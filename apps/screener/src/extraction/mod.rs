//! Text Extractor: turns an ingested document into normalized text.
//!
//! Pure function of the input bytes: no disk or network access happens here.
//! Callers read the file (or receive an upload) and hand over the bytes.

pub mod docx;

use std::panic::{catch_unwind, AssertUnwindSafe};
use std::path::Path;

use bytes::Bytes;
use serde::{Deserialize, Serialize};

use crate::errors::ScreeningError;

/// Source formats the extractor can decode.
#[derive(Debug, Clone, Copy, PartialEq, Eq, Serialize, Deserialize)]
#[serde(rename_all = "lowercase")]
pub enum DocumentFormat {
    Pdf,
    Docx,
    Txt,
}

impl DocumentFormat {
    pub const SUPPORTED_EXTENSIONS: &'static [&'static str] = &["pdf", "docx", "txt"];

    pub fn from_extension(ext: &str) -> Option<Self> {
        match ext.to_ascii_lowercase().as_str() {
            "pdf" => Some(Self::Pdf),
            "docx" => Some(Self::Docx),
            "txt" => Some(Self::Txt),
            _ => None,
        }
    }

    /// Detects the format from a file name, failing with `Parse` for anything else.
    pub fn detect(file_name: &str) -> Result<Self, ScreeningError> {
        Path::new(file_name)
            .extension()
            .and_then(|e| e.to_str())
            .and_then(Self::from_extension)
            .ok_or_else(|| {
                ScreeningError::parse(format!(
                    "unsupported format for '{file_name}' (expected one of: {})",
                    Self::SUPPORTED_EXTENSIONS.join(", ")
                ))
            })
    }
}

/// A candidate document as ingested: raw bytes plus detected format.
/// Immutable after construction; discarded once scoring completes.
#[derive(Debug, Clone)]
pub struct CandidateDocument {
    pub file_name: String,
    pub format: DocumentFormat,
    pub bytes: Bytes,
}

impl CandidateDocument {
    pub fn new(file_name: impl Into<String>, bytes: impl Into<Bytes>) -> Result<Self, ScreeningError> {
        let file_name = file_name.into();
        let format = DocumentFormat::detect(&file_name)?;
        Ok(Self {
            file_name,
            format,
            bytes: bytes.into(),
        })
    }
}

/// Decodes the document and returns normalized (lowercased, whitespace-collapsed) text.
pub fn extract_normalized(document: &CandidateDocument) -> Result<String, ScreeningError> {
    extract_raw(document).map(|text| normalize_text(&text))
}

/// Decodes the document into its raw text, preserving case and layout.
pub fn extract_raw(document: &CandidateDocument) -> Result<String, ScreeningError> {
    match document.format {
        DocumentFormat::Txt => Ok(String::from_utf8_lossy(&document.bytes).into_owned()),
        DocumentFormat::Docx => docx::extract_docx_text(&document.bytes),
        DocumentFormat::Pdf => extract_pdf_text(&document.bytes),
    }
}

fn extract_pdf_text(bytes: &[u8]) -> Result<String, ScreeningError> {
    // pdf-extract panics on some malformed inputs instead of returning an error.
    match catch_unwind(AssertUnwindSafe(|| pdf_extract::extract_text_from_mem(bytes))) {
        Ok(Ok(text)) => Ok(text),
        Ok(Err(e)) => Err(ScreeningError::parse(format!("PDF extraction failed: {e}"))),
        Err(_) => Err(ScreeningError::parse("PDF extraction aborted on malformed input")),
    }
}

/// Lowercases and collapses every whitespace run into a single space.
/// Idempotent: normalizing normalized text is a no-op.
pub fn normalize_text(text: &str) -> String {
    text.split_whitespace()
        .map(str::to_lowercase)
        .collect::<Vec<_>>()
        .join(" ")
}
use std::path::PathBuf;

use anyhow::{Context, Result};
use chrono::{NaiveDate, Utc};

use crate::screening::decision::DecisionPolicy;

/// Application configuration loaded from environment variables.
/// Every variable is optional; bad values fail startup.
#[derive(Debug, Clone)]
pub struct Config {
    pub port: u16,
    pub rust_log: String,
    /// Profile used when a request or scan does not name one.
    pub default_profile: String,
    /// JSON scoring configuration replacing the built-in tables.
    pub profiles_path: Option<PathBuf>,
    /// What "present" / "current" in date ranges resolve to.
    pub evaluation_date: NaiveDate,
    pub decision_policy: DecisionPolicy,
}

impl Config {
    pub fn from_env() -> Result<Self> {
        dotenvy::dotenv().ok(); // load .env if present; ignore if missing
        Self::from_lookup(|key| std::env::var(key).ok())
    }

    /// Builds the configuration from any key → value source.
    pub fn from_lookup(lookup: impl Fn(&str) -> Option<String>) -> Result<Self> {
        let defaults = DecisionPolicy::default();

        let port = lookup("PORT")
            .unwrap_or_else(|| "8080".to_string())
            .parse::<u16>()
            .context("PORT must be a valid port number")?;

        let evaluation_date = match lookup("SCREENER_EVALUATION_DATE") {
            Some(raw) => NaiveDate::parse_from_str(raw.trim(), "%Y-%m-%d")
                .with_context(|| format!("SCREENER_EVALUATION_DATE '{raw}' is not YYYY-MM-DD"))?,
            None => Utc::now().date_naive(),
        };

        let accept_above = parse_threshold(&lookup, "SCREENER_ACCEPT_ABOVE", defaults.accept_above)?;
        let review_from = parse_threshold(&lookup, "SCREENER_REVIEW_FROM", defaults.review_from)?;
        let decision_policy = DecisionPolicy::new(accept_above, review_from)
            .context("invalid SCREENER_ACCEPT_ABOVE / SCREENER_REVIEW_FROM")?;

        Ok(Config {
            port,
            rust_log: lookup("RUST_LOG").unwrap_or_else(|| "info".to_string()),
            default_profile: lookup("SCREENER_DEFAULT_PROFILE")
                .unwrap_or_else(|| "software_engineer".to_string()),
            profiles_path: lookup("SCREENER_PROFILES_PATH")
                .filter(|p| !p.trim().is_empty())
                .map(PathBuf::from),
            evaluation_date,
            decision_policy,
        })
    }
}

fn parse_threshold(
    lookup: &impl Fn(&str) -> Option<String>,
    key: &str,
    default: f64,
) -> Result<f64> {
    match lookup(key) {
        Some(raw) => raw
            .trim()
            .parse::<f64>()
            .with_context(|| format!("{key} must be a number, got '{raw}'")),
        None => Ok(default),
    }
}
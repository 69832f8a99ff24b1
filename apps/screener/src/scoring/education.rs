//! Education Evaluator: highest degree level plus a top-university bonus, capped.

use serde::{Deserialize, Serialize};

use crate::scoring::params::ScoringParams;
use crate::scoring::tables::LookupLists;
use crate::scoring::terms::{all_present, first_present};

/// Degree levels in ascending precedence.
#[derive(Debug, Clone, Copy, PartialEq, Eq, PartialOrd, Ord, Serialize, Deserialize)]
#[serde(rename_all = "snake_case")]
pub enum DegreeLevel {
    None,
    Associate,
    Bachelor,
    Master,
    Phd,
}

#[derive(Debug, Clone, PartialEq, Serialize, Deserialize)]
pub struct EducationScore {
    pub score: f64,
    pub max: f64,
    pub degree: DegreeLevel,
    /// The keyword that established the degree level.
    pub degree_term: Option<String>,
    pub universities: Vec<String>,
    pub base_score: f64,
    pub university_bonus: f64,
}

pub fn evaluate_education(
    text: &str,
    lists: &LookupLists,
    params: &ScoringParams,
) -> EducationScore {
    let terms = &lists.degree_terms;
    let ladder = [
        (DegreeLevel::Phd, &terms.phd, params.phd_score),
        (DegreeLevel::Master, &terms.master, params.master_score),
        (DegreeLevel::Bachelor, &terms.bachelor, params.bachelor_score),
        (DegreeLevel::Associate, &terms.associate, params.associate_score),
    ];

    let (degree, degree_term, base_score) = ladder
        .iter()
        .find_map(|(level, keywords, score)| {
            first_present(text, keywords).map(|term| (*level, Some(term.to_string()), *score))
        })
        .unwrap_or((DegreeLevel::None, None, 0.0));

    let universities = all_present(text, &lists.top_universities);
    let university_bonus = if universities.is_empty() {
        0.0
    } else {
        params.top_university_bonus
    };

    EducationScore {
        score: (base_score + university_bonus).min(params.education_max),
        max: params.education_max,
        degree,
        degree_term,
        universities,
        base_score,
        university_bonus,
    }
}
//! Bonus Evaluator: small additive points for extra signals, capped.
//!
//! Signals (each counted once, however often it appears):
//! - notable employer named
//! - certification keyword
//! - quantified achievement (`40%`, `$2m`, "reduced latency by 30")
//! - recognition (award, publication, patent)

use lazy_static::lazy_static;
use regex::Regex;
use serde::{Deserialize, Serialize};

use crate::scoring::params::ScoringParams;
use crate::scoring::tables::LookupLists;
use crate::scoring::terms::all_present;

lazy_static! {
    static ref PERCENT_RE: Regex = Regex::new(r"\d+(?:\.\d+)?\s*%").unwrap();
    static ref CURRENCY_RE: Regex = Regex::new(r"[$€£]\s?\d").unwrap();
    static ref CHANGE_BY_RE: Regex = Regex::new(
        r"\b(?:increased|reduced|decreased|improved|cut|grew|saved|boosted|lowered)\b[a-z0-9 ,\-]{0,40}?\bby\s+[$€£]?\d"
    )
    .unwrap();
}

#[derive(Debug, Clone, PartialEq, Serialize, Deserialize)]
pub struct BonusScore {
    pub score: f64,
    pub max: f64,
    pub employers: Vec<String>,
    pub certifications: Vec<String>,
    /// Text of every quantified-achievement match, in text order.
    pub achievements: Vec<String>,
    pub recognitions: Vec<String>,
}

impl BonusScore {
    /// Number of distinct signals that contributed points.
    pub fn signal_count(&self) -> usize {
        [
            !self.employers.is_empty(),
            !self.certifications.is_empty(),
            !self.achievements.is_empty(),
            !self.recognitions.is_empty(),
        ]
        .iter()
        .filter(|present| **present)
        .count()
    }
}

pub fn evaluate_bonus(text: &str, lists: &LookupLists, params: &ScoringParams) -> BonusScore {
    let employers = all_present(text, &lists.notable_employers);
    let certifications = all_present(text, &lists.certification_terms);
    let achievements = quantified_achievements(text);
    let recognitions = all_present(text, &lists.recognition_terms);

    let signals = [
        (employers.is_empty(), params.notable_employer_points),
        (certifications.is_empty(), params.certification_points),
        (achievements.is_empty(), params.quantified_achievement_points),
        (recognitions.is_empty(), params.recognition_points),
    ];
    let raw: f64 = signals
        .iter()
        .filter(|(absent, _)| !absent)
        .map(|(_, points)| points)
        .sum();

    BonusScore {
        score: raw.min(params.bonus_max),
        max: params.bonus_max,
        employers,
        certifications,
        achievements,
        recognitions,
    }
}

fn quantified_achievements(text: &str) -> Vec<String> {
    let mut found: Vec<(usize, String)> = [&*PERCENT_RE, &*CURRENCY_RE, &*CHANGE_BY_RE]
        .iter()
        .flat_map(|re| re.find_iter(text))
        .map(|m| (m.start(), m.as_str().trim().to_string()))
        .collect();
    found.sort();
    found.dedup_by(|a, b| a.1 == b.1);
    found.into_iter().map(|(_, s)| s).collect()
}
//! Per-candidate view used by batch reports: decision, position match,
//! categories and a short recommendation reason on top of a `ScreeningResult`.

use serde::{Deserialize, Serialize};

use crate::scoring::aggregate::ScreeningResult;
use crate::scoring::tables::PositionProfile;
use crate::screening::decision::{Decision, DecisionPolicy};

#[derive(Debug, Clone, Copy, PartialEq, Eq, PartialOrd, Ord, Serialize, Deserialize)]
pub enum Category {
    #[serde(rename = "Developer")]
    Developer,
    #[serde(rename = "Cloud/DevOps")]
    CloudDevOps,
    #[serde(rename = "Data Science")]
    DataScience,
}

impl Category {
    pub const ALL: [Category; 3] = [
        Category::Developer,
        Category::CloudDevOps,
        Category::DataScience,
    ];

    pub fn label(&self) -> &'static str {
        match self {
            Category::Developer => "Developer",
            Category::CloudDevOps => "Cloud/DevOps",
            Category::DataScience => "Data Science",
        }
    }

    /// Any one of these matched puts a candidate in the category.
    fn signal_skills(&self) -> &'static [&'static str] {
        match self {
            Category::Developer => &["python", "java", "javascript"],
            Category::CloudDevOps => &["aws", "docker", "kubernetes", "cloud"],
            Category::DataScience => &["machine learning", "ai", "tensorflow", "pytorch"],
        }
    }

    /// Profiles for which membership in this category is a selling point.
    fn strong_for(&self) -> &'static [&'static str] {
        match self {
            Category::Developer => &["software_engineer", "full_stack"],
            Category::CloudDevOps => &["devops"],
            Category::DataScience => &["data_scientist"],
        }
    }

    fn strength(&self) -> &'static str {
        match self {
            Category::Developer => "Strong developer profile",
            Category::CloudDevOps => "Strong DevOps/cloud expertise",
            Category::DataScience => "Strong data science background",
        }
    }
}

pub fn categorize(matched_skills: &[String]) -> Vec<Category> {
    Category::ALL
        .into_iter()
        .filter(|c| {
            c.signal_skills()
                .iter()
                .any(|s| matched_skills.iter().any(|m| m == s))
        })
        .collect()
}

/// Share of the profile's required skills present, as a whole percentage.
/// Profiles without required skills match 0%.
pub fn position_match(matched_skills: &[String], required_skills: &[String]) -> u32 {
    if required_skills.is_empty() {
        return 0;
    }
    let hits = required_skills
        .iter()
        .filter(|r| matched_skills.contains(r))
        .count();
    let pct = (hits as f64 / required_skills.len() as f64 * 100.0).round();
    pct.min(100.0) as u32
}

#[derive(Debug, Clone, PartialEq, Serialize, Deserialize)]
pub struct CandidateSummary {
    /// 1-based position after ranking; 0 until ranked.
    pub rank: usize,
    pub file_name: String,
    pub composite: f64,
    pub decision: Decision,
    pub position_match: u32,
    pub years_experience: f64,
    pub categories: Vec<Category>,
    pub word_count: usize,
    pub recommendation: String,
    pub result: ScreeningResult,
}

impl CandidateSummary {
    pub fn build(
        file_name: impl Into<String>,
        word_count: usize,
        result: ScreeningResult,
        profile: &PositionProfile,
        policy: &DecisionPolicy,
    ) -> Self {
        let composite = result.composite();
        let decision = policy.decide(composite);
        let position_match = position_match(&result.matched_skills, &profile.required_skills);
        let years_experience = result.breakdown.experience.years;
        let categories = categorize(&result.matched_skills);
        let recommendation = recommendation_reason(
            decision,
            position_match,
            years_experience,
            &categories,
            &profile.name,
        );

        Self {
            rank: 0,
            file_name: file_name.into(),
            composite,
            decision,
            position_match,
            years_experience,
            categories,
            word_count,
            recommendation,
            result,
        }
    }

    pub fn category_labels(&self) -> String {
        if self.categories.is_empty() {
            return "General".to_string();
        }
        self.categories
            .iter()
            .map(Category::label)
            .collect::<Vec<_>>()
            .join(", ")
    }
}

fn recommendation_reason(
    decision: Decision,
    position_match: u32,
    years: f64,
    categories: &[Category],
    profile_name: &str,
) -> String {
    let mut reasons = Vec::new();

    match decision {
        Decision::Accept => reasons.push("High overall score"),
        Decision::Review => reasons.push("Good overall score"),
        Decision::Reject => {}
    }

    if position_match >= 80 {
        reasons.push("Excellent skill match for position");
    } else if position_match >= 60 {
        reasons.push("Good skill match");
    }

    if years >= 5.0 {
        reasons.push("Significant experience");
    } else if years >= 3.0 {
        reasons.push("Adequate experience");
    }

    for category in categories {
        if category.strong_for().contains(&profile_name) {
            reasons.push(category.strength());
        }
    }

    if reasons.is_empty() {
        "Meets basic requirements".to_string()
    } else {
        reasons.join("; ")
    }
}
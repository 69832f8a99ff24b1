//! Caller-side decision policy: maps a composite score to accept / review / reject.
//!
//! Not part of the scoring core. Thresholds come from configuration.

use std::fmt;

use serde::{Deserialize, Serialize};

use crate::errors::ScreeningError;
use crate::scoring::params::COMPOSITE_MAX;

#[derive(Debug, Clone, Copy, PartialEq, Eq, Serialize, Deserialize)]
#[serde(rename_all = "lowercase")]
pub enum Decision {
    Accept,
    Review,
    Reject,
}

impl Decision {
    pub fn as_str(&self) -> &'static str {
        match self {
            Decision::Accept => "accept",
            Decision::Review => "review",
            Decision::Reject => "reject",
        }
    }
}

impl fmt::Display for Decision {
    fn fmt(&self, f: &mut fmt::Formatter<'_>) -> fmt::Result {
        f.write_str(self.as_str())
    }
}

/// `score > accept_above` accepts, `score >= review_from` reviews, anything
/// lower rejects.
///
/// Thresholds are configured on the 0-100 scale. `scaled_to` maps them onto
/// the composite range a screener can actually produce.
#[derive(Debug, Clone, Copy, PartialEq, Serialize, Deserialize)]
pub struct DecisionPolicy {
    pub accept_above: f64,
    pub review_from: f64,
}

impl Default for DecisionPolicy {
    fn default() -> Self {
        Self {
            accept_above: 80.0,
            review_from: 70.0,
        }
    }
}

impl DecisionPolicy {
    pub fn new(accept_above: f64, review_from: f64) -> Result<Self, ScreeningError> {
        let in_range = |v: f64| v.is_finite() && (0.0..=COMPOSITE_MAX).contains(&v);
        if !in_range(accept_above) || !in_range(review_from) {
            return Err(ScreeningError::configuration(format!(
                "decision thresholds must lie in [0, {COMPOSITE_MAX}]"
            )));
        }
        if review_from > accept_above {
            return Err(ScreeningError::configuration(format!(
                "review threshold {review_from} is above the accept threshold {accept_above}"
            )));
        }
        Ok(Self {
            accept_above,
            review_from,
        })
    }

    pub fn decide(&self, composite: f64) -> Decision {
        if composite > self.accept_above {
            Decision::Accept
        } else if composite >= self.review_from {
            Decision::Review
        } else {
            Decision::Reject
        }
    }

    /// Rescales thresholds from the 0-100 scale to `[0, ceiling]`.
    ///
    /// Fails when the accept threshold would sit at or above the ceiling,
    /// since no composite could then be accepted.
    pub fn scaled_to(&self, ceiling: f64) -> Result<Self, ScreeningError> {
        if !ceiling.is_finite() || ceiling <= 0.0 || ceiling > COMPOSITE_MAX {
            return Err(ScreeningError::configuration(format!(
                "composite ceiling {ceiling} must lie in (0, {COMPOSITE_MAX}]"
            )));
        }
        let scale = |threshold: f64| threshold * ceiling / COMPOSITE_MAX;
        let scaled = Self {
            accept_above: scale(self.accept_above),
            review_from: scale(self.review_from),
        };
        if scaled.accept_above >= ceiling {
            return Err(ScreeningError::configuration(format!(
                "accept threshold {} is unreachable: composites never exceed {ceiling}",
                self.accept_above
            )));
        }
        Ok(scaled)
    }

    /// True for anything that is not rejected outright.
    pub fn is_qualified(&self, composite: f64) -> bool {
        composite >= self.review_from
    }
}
•••••
WHAT YOU NEED TO DO:
From the records above, pick out and copy each line holding the word "PositionProfile".

ANSWER BELOW:
use crate::scoring::tables::PositionProfile;
        profile: &PositionProfile,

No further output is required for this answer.